This Article


Creative Commons License
Except where otherwise noted, this work is licensed under Creative Commons Attribution-NonCommercial 4.0 International License.

Trend of Erythrocyte Sedimentation Rate in Patients with Symptomatic Urinary Tract Infection Under Treatment

1 Qazvin University of Medical Sciences, Qazvin, IR Iran
2 Faculty of Medicine, Department of Infectious Diseases, Qazvin University of Medical Sciences, Qazvin, IR Iran
3 Department of Community Medicine, Qazvin University of Medical Sciences, Qazvin, IR Iran
4 Preventive Medicine and Public Health Research Center, Iran University of Medical Sciences, Tehran, IR Iran
*Corresponding author: Abbas Allami, Faculty of Medicine, Department of Infectious Diseases, Qazvin University of Medical Sciences, Qazvin, IR Iran. Tel: +98-2833379630, E-mail:
Biotechnology and Health Sciences. Inpress(Inpress): e40117 , DOI: 10.17795/bhs-40117
Article Type: Research Article; Received: Jun 17, 2016; Revised: Jul 31, 2016; Accepted: Aug 13, 2016; epub: Aug 23, 2016;


Objectives: The aim of this study was to evaluate erythrocyte sedimentation rate (ESR) in patients with symptoms of urinary tract infection (UTI), and to analyze bacteriological and clinical findings.

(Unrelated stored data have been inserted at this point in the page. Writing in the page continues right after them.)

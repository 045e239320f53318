//! The retry loop shared by transactions, queries and cost requests.
//!
//! Each attempt picks a node, waits for it to become eligible, sends the
//! request and classifies the reply:
//!
//! * accepted replies end the loop and improve the node's health;
//! * `BUSY`-like replies back off and retry the same node;
//! * answers that are not final yet are polled again on the same node without
//!   lowering its health;
//! * transport failures and node-specific rejections back off and rotate;
//! * an expired transaction id is replaced (when allowed) and the loop
//!   restarts;
//! * anything else is returned to the caller.

use crate::{
    client::Client,
    health::{MAX_BACKOFF, MIN_BACKOFF},
    network::{Node, Rotation},
    transport::Method,
    ConfigurationError, Error, Result,
};
use bytes::Bytes;
use meridian_types::{AccountId, Status, TransactionId};
use std::{sync::Arc, time::Duration};
use tracing::{debug, warn};

/// Default number of attempts before giving up.
pub const DEFAULT_MAX_ATTEMPTS: usize = 10;

/// Default per-call deadline.
pub const DEFAULT_REQUEST_TIMEOUT: Duration = Duration::from_secs(120);

/// Default time a single node is given to answer.
pub const DEFAULT_ATTEMPT_TIMEOUT: Duration = Duration::from_secs(10);

/// Retry settings for one call.
#[derive(Clone, Debug, PartialEq, Eq)]
pub struct ExecutionConfig {
    max_attempts: usize,
    min_backoff: Duration,
    max_backoff: Duration,
    request_timeout: Option<Duration>,
    attempt_timeout: Duration,
    regenerate_transaction_id: bool,
}

impl Default for ExecutionConfig {
    fn default() -> Self {
        Self {
            max_attempts: DEFAULT_MAX_ATTEMPTS,
            min_backoff: MIN_BACKOFF,
            max_backoff: MAX_BACKOFF,
            request_timeout: Some(DEFAULT_REQUEST_TIMEOUT),
            attempt_timeout: DEFAULT_ATTEMPT_TIMEOUT,
            regenerate_transaction_id: false,
        }
    }
}

impl ExecutionConfig {
    pub fn new(
        max_attempts: usize,
        min_backoff: Duration,
        max_backoff: Duration,
    ) -> std::result::Result<Self, ConfigurationError> {
        if max_attempts == 0 {
            return Err(ConfigurationError::ZeroAttempts);
        }
        if min_backoff > max_backoff {
            return Err(ConfigurationError::BackoffRange {
                min: min_backoff,
                max: max_backoff,
            });
        }
        Ok(Self {
            max_attempts,
            min_backoff,
            max_backoff,
            ..Self::default()
        })
    }

    /// Bound the whole call (all attempts, waits and sleeps). `None` disables
    /// the bound.
    pub fn with_request_timeout(mut self, timeout: Option<Duration>) -> Self {
        self.request_timeout = timeout;
        self
    }

    pub fn with_attempt_timeout(mut self, timeout: Duration) -> Self {
        self.attempt_timeout = timeout;
        self
    }

    /// Replace an expired, engine-generated transaction id and try again.
    pub fn with_regenerate_transaction_id(mut self, regenerate: bool) -> Self {
        self.regenerate_transaction_id = regenerate;
        self
    }

    pub fn max_attempts(&self) -> usize {
        self.max_attempts
    }

    pub fn min_backoff(&self) -> Duration {
        self.min_backoff
    }

    pub fn max_backoff(&self) -> Duration {
        self.max_backoff
    }

    pub fn request_timeout(&self) -> Option<Duration> {
        self.request_timeout
    }

    pub fn attempt_timeout(&self) -> Duration {
        self.attempt_timeout
    }

    pub fn regenerate_transaction_id(&self) -> bool {
        self.regenerate_transaction_id
    }

    /// Sleep after the `attempt`-th retryable reply (0-based):
    /// `min(max, min * 2^attempt)`.
    pub fn backoff_for(&self, attempt: usize) -> Duration {
        let factor = 1u32.checked_shl(attempt as u32).unwrap_or(u32::MAX);
        self.min_backoff
            .checked_mul(factor)
            .unwrap_or(self.max_backoff)
            .min(self.max_backoff)
    }
}

/// Classification of one reply.
#[derive(Clone, Copy, Debug, PartialEq, Eq)]
pub enum Outcome {
    Accepted,
    RetryableNetwork,
    RetryableBusy,
    /// The node answered but the result is not final yet. Ask the same node
    /// again after the backoff without counting it against the node.
    Pending,
    RetryableExpired,
    Fatal(Status),
}

/// Default classification of a precheck status.
pub fn classify(status: Status, regenerate: bool) -> Outcome {
    match status {
        Status::Ok | Status::Success => Outcome::Accepted,
        Status::Busy | Status::PlatformNotActive => Outcome::RetryableBusy,
        Status::PlatformTransactionNotCreated | Status::InvalidNodeAccount => {
            Outcome::RetryableNetwork
        }
        Status::TransactionExpired if regenerate => Outcome::RetryableExpired,
        status => Outcome::Fatal(status),
    }
}

/// A request the retry loop can drive.
pub(crate) trait Execute {
    /// Decoded reply of a node.
    type Response;
    type Output;

    /// Nodes this request is restricted to, in order.
    fn node_account_ids(&self) -> Option<&[AccountId]>;

    fn transaction_id(&self) -> Option<TransactionId>;

    fn method(&self) -> Method;

    /// Whether an expired transaction id may be replaced.
    fn can_regenerate(&self) -> bool {
        false
    }

    fn regenerate_transaction_id(&mut self, _client: &Client) -> Result<()> {
        Ok(())
    }

    fn make_request(&mut self, client: &Client, node: &Node) -> Result<Bytes>;

    fn decode(&self, reply: Bytes) -> std::result::Result<Self::Response, commonware_codec::Error>;

    /// Status used for classification and reported on exhaustion.
    fn status(response: &Self::Response) -> Status;

    fn classify(&self, response: &Self::Response, regenerate: bool) -> Outcome {
        classify(Self::status(response), regenerate)
    }

    fn make_output(&self, response: Self::Response, node: AccountId) -> Result<Self::Output>;
}

/// Drive `request` to completion, bounded by the call deadline.
pub(crate) async fn execute<E: Execute + Send>(
    client: &Client,
    request: &mut E,
    config: &ExecutionConfig,
) -> Result<E::Output>
where
    E::Response: Send,
{
    let Some(deadline) = config.request_timeout() else {
        return run(client, request, config).await;
    };
    let result = tokio::time::timeout(deadline, run(client, &mut *request, config)).await;
    match result {
        Ok(result) => result,
        // The id may have been regenerated while running.
        Err(_) => Err(Error::DeadlineExceeded {
            transaction_id: request.transaction_id(),
        }),
    }
}

async fn run<E: Execute + Send>(
    client: &Client,
    request: &mut E,
    config: &ExecutionConfig,
) -> Result<E::Output>
where
    E::Response: Send,
{
    let mut rotation = Rotation::new(
        client
            .network()
            .candidate_nodes(request.node_account_ids())?,
    )?;
    let mut pinned: Option<Arc<Node>> = None;
    let mut last_status = None;
    let mut retries = 0;

    for attempt in 0..config.max_attempts() {
        let node = match pinned.take() {
            Some(node) => node,
            None => {
                let node = rotation.select();
                node.health().wait_if_needed().await;
                node
            }
        };
        let method = request.method();
        let payload = request.make_request(client, &node)?;
        debug!(node = %node.account_id(), attempt, %method, "sending request");

        let sent = tokio::time::timeout(
            config.attempt_timeout(),
            client.channel().call(&node, method, payload),
        )
        .await;
        let (outcome, response) = match sent {
            Ok(Ok(reply)) => {
                let response =
                    request
                        .decode(reply)
                        .map_err(|source| Error::InvalidResponse {
                            source,
                            transaction_id: request.transaction_id(),
                            node: node.account_id(),
                        })?;
                let status = E::status(&response);
                last_status = Some(status);
                let regenerate = config.regenerate_transaction_id() && request.can_regenerate();
                (request.classify(&response, regenerate), Some(response))
            }
            Ok(Err(err)) if err.is_transient() => {
                warn!(node = %node.account_id(), attempt, ?err, "transport failure");
                (Outcome::RetryableNetwork, None)
            }
            Ok(Err(source)) => {
                return Err(Error::RequestFailed {
                    source,
                    transaction_id: request.transaction_id(),
                    node: node.account_id(),
                })
            }
            Err(_) => {
                warn!(node = %node.account_id(), attempt, "node did not answer in time");
                (Outcome::RetryableNetwork, None)
            }
        };

        // No point sleeping when no attempt follows.
        let last_attempt = attempt + 1 == config.max_attempts();
        match outcome {
            Outcome::Accepted => {
                let response = response.ok_or(Error::UnexpectedResponse)?;
                node.health().record_success();
                return request.make_output(response, node.account_id());
            }
            Outcome::Fatal(status) => {
                return Err(Error::PrecheckRejected {
                    status,
                    transaction_id: request.transaction_id(),
                    node: node.account_id(),
                })
            }
            Outcome::RetryableBusy => {
                node.health().record_failure();
                let backoff = config.backoff_for(retries);
                retries += 1;
                warn!(node = %node.account_id(), attempt, ?backoff, status = ?last_status, "node busy");
                if !last_attempt {
                    tokio::time::sleep(backoff).await;
                }
                pinned = Some(node);
            }
            Outcome::Pending => {
                let backoff = config.backoff_for(retries);
                retries += 1;
                debug!(node = %node.account_id(), attempt, ?backoff, status = ?last_status, "not final yet");
                if !last_attempt {
                    tokio::time::sleep(backoff).await;
                }
                pinned = Some(node);
            }
            Outcome::RetryableNetwork => {
                node.health().record_failure();
                let backoff = config.backoff_for(retries);
                retries += 1;
                warn!(node = %node.account_id(), attempt, ?backoff, "rotating to next node");
                if !last_attempt {
                    tokio::time::sleep(backoff).await;
                }
            }
            Outcome::RetryableExpired => {
                let expired = request.transaction_id();
                request.regenerate_transaction_id(client)?;
                warn!(
                    expired = ?expired,
                    regenerated = ?request.transaction_id(),
                    "transaction expired, regenerated id"
                );
            }
        }
    }

    Err(Error::Timeout {
        attempts: config.max_attempts(),
        last: last_status,
        transaction_id: request.transaction_id(),
    })
}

Methods: In a prospective study, 187 patients with UTI and suggestive signs and symptoms were included. History of UTI and clinical findings were recorded. Urine specimens were cultured and analyzed for pyuria by sediment microscopy and nitrite using a test strip. The systemic inflammatory response was assessed by ESR, and total white blood cell count.

Results: Escherichia coli accounted for 62.2% of the urinary isolates. Most UTI patients showed a decline three days after treatment, whereas some had an increased ESR response at this time (despite improvements in clinical symptoms). Overall, ESR on the sixth day was determined to be a better marker for response to symptomatic UTI treatment than the third day ESR.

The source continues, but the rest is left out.